Activity | Show all lines of the listing that contain the word "impl".

= Beginning of Section =

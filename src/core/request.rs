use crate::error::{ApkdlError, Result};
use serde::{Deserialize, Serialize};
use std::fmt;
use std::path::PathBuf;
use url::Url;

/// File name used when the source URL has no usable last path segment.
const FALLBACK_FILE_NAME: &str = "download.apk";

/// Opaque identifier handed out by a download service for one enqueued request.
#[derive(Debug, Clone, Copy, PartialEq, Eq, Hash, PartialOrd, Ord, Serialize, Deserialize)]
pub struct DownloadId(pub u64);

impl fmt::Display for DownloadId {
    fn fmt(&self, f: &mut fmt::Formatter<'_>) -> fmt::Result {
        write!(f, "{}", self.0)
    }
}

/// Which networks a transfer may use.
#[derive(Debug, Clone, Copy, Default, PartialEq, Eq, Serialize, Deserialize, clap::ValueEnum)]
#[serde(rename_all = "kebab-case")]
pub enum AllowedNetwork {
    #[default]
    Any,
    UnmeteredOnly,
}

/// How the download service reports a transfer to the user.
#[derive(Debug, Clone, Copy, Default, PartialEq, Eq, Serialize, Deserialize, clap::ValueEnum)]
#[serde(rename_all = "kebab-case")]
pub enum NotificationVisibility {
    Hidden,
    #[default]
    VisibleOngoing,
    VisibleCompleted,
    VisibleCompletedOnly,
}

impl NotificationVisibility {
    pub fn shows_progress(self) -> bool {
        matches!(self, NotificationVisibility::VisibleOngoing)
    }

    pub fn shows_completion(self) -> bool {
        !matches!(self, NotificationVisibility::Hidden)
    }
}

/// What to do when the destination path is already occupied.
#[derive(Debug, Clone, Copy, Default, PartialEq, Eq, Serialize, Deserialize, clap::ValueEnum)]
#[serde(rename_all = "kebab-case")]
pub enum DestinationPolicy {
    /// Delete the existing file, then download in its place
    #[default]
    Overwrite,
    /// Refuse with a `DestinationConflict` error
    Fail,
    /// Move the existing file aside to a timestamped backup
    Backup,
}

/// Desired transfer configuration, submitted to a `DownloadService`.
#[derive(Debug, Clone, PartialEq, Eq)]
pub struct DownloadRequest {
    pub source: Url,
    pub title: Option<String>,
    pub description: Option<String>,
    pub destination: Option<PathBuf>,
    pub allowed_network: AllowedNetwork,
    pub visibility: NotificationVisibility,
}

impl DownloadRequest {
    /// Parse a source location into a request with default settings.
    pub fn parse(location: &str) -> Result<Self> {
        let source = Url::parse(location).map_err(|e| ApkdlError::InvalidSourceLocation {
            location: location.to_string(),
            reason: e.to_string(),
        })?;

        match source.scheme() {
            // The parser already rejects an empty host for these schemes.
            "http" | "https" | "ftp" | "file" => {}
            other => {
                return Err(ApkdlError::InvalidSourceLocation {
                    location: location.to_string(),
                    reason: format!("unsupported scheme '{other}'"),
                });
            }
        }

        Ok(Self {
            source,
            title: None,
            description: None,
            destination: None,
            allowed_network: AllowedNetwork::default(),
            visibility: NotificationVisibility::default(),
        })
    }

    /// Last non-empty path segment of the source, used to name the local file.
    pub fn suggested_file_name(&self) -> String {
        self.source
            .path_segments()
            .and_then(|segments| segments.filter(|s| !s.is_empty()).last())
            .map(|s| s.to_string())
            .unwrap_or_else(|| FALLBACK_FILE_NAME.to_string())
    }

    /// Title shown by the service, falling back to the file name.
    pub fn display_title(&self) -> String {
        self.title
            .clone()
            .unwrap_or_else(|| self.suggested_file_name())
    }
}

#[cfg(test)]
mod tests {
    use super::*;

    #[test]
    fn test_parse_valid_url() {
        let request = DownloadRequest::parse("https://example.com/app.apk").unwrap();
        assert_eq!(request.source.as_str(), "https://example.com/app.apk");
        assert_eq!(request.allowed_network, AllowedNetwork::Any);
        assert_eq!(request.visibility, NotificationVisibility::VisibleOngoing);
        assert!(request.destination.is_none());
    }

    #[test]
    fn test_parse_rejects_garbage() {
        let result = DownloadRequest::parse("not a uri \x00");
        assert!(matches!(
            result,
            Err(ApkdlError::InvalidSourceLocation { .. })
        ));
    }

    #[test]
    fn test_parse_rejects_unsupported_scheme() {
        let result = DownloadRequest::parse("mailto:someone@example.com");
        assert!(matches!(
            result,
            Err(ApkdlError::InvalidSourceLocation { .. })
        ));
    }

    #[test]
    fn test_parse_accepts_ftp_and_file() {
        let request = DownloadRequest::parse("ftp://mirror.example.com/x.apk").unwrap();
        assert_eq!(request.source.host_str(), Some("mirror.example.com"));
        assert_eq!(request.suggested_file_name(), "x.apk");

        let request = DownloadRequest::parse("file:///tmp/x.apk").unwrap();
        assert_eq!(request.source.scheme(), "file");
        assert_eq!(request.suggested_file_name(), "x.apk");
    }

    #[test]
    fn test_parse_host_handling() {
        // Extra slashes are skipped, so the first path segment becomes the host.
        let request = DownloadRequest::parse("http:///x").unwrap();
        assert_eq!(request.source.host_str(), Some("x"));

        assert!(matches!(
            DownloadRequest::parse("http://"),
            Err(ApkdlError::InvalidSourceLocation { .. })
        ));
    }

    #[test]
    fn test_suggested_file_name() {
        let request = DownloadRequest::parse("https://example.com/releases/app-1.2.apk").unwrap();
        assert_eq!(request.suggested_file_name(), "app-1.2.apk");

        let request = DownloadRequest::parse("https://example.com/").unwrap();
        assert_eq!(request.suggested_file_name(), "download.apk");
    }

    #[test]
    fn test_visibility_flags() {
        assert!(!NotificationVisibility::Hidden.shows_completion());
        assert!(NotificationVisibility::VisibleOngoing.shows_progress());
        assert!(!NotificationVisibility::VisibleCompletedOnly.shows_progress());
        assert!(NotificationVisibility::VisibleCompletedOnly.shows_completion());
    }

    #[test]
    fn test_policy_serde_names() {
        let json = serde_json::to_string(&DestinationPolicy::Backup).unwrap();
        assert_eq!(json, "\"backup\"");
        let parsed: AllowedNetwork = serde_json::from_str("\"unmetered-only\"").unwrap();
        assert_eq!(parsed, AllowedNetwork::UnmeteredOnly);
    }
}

= End of Section =

Output below |
impl fmt::Display for DownloadId {
impl NotificationVisibility {
impl DownloadRequest {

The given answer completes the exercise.